- Exercise prompt
Search term "count": copy each line of the records that contains it.

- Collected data
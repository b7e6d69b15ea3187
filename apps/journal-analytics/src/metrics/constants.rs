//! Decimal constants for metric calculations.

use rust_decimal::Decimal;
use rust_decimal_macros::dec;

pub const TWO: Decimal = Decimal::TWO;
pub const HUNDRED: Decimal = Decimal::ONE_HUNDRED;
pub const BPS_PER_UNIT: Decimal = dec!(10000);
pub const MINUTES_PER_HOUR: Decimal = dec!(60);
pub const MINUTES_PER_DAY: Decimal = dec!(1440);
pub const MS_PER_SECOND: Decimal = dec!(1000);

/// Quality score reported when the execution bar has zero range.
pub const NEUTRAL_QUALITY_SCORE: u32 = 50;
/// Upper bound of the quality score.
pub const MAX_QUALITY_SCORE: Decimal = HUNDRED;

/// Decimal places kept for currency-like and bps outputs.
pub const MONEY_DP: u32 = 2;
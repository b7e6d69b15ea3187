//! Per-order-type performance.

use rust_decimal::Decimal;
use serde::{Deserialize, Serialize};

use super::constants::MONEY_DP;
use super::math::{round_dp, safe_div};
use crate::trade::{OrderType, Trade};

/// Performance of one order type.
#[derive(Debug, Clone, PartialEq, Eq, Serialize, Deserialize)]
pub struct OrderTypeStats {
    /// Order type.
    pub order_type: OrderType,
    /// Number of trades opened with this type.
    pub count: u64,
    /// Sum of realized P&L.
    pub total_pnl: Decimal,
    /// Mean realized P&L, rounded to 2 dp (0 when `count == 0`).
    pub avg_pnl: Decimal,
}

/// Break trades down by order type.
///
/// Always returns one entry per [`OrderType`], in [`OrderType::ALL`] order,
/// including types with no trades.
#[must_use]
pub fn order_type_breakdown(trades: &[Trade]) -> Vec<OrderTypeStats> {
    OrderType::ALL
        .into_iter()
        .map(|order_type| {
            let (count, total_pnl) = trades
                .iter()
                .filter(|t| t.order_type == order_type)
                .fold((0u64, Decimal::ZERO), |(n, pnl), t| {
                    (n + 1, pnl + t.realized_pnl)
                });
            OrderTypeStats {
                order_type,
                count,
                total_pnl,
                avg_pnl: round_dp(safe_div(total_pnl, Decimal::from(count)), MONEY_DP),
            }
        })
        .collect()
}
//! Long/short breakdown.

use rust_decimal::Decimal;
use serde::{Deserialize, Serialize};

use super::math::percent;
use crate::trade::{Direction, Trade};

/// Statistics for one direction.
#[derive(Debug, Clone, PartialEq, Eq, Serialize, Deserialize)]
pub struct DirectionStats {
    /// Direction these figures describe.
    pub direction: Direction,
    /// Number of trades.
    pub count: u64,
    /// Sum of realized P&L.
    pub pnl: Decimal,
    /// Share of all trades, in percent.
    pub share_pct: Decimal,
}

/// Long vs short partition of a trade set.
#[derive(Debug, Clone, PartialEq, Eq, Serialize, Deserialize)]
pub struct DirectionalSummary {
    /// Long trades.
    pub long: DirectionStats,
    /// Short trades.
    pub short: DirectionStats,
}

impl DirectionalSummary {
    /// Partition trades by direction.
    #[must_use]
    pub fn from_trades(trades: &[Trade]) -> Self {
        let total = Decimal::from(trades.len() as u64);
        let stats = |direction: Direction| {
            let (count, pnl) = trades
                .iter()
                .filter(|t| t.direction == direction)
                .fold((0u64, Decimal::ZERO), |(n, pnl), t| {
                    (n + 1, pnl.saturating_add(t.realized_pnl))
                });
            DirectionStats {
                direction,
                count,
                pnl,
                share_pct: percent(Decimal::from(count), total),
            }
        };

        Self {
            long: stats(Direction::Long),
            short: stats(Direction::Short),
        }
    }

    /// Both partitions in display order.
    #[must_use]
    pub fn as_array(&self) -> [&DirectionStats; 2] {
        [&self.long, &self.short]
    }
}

- Exercise result
    pub count: u64,
    /// Mean realized P&L, rounded to 2 dp (0 when `count == 0`).
            let (count, total_pnl) = trades
                count,
                avg_pnl: round_dp(safe_div(total_pnl, Decimal::from(count)), MONEY_DP),
    pub count: u64,
            let (count, pnl) = trades
                count,
                share_pct: percent(Decimal::from(count), total),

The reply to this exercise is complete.